Pursuant to Code Section 28-9-5, in 2001, in the introductory paragraph of subsection (b), "Code Section 34-9-412" was substituted for "Code Section 34-9-12" and substituted a colon for a period at the end.
- For survey article on labor and employment law, see 59 Mercer L. Rev. 233 (2007).
§§ 34-9-17(b)(3) and34-9-414. - The rebuttable presumption of O.C.G.A. § 34-9-17(b)(3) incorporates only the applicable drug testing procedures of O.C.G.A. § 34-9-415, and is not dependent on other provisions of the workers' compensation law (see now O.C.G.A. § 34-9-1 et seq.), such as the notice provisions of O.C.G.A. § 34-9-414. Georgia Self-Insurers Guar. Trust Fund v. Thomas, 269 Ga. 560, 501 S.E.2d 818 (1998), reversing Thomas v. Diamond Rug and Carpet Mills, 226 Ga. App. 403, 486 S.E.2d 664 (1997).
Workers compensation award to an injured employee was set aside when the administrative law judge (ALJ) erred by ruling that the rebuttable presumption in O.C.G.A. § 34-9-17(b)(3) could not arise because the employer/insurer failed to produce evidence that the drug and alcohol test that the employee refused would have been performed in the manner set forth in O.C.G.A. § 34-9-415. Because of this error, the ALJ further erred by failing to rule on the issues of whether the rebuttable presumption arose because the employee's refusal to submit to the test was unjustified, and if so, whether the employee rebutted the presumption.
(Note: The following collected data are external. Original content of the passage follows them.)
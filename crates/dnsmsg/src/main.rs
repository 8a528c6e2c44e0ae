use clap::{Parser, Subcommand, ValueEnum};
use std::io::{stdin, stdout, Read, Write};
use std::path::{Path, PathBuf};
use std::process;
use tracing_subscriber::EnvFilter;

use dns_wire::protocol::types::{Message, ResourceRecord};

mod description;
mod hex;

use description::MessageDescription;

// the doc comments for this struct turn into the CLI help text
#[derive(Parser)]
/// Encode and decode DNS messages in the RFC 1035 wire format.
///
/// Logs go to stderr, filtered by `RUST_LOG`.
struct Args {
    /// Format of log output
    #[clap(long, value_enum, default_value_t = LogFormat::Plain, env = "DNSMSG_LOG_FORMAT")]
    log_format: LogFormat,

    #[clap(subcommand)]
    command: Command,
}

#[derive(Subcommand)]
enum Command {
    /// Build a message from a description file (YAML, TOML, or JSON)
    /// and write it to stdout in wire format
    Encode {
        /// Path to the description file
        #[clap(value_parser)]
        file: PathBuf,

        /// Write hex digits rather than raw octets
        #[clap(long, action(clap::ArgAction::SetTrue))]
        hex: bool,
    },

    /// Read a wire format message from stdin and print it
    Decode {
        /// Read hex digits rather than raw octets
        #[clap(long, action(clap::ArgAction::SetTrue))]
        hex: bool,
    },
}

#[derive(Debug, Copy, Clone, Eq, PartialEq, ValueEnum)]
enum LogFormat {
    Plain,
    Json,
}

fn begin_logging(format: LogFormat) {
    let subscriber = tracing_subscriber::fmt()
        .with_env_filter(EnvFilter::try_from_default_env().unwrap_or_else(|_| "warn".into()))
        .with_writer(std::io::stderr);

    match format {
        LogFormat::Plain => subscriber.init(),
        LogFormat::Json => subscriber.json().init(),
    }
}

fn encode(file: &Path, hex: bool) {
    let description = match MessageDescription::load(file) {
        Ok(description) => description,
        Err(err) => {
            eprintln!("error reading message description: {err}");
            process::exit(1);
        }
    };

    let octets = match description.to_message().and_then(|message| message.to_octets()) {
        Ok(octets) => octets,
        Err(err) => {
            eprintln!("error encoding message: {err}");
            process::exit(1);
        }
    };

    tracing::debug!(len = octets.len(), "encoded message");

    let written = if hex {
        writeln!(stdout(), "{}", hex::encode(&octets))
    } else {
        stdout().write_all(&octets)
    };
    if let Err(err) = written {
        eprintln!("error writing message to stdout: {err}");
        process::exit(1);
    }
}

fn decode(hex: bool) {
    let mut buf = Vec::new();
    if let Err(err) = stdin().read_to_end(&mut buf) {
        eprintln!("error reading message from stdin: {err}");
        process::exit(1);
    }

    if hex {
        let decoded = std::str::from_utf8(&buf)
            .map_err(|err| err.to_string())
            .and_then(|s| hex::decode(s).map_err(|err| err.to_string()));
        match decoded {
            Ok(octets) => buf = octets,
            Err(err) => {
                eprintln!("error reading hex from stdin: {err}");
                process::exit(1);
            }
        }
    }

    match Message::from_octets(&buf) {
        Ok(message) => print_message(&message),
        Err(err) => {
            eprintln!("error decoding message: {err}");
            process::exit(1);
        }
    }
}

fn print_message(message: &Message) {
    let header = &message.header;
    println!(
        ";; ->>HEADER<<- opcode: {}, status: {}, id: {}",
        header.flags.opcode, header.flags.rcode, header.id
    );
    println!(
        ";; flags: {}; QUERY: {}, ANSWER: {}, AUTHORITY: {}, ADDITIONAL: {}",
        header.flags, header.qdcount, header.ancount, header.nscount, header.arcount
    );

    if !message.questions.is_empty() {
        println!("\n;; QUESTION SECTION");
        for question in &message.questions {
            println!("{question}");
        }
    }

    print_section("ANSWER", &message.answers);
}

fn print_section(heading: &str, rrs: &[ResourceRecord]) {
    if rrs.is_empty() {
        return;
    }

    println!("\n;; {heading} SECTION");
    for rr in rrs {
        println!("{rr}");
    }
}

fn main() {
    let args = Args::parse();

    begin_logging(args.log_format);

    match args.command {
        Command::Encode { file, hex } => encode(&file, hex),
        Command::Decode { hex } => decode(hex),
    }
}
The requirements and procedures of O.C.G.A. § 34-9-415 regulate testing to insure reliable, scientific tests. Marine Port Terminals, Inc. v. Dixon, 252 Ga. App. 340, 556 S.E.2d 246 (2001).
- Decision denying a claimant workers' compensation benefits based on a positive drug screen was reversed because the employer failed to establish that a person authorized under O.C.G.A. § 34-9-415 to collect the sample was authorized and, thus, was fatal to the employer's ability to rely upon the rebuttable presumption in O.C.G.A. § 34-9-17(b)(2). Lingo v. Early County Gin, Inc., 346 Ga. App. 92, 816 S.E.2d 54 (2018).
- Supreme Court's views on mandatory testing for drugs or alcohol, 145 A.L.R. Fed. 335.